There are some stories based in popular beliefs about the company and its people. All of them refers to Julio Terrabusi's wife and her second husband and how their relationship had influenced the origins of some of Terrabusi's most popular brands (such as Tita or Rhodesia). One of the most spread stories said that after the passing of Julio Terrabusi, in 1943 his wife Lidia married Edelmiro Rhodesia, who was later incorporated to the company. Soon after, Terrabusi launched "Melba", a chocolate-flavored cookie named after Lidia and Edelmiro's daughter.

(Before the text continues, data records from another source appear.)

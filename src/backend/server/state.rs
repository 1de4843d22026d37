/**
 * Application State Management
 *
 * `AppState` is built once at startup and cloned into every handler and
 * connection task. Every component is injected here; there is no global
 * state.
 *
 * # Architecture
 *
 * - `hub` - live connections and room index
 * - `presence` - online/offline registry, broadcasting through `hub`
 * - `rooms` - connect-time room joins from group membership
 * - `pipeline` - message send and read-receipt handling
 * - `relay` - task update notifications
 * - `verifier` - handshake authentication
 *
 * All collaborators share one `SqliteStore`.
 *
 * # State Extraction
 *
 * The `FromRef` implementations let handlers extract just the piece of
 * state they need.
 */

use std::sync::Arc;

use axum::extract::FromRef;
use sqlx::SqlitePool;

use crate::backend::auth::{IdentityVerifier, JwtKeys};
use crate::backend::chat::MessagePipeline;
use crate::backend::realtime::{PresenceRegistry, RoomHub, RoomManager};
use crate::backend::server::config::DEFAULT_OUTBOUND_BUFFER;
use crate::backend::store::SqliteStore;
use crate::backend::tasks::TaskEventRelay;

#[derive(Clone)]
pub struct AppState {
    /// Database connection pool
    pub db_pool: SqlitePool,
    /// Live connections and their rooms
    pub hub: Arc<RoomHub>,
    /// Online/offline tracking
    pub presence: Arc<PresenceRegistry>,
    /// Connect-time room joins
    pub rooms: RoomManager,
    /// Message send and read-receipt pipeline
    pub pipeline: MessagePipeline,
    /// Task update relay
    pub relay: TaskEventRelay,
    /// Handshake credential verification
    pub verifier: IdentityVerifier,
    /// Per-connection outbound queue length
    pub outbound_buffer: usize,
}

impl AppState {
    /// Wire every component around one SQLite pool
    pub fn new(db_pool: SqlitePool, keys: JwtKeys) -> Self {
        let store = Arc::new(SqliteStore::new(db_pool.clone()));
        let hub = Arc::new(RoomHub::new());

        Self {
            db_pool,
            presence: Arc::new(PresenceRegistry::new(hub.clone())),
            rooms: RoomManager::new(hub.clone(), store.clone()),
            pipeline: MessagePipeline::new(hub.clone(), store.clone(), store.clone(), store.clone()),
            relay: TaskEventRelay::new(hub.clone(), store.clone()),
            verifier: IdentityVerifier::new(keys, store),
            hub,
            outbound_buffer: DEFAULT_OUTBOUND_BUFFER,
        }
    }

    pub fn with_outbound_buffer(mut self, outbound_buffer: usize) -> Self {
        self.outbound_buffer = outbound_buffer.max(1);
        self
    }
}

impl FromRef<AppState> for Arc<RoomHub> {
    fn from_ref(app_state: &AppState) -> Self {
        app_state.hub.clone()
    }
}

impl FromRef<AppState> for Arc<PresenceRegistry> {
    fn from_ref(app_state: &AppState) -> Self {
        app_state.presence.clone()
    }
}

impl FromRef<AppState> for SqlitePool {
    fn from_ref(app_state: &AppState) -> Self {
        app_state.db_pool.clone()
    }
}
//! Socket Module
//!
//! The `/socket` endpoint: handshake authentication and the per-connection
//! event loop.

/// Upgrade handler
pub mod handler;

/// Per-connection event loop
pub mod session;

pub use handler::socket_handler;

Another stories set up the launch of "Tita" (a lemon-filled sandwich biscuit that would become one of the most successful products of the firm) in 1949, with "Rhodesia" (a similar confection and also a success) being released soon after and named after Edelmiro Rhodesia.

Nevertheless, none of those stories could be proved, with no records of the existence of Edelmiro Rhodesia. Moreover, the dates of creation of those confections are wrong and also seems to be the stories about them. As a matter of fact, an advertisement published in Caras y Caretas in 1936 cited Tita, Rhodesia, Manon, and other brands as products by the firm so they had been created by the Terrabusi brothers, shattering all the stories regarding other inventors and their circumstances.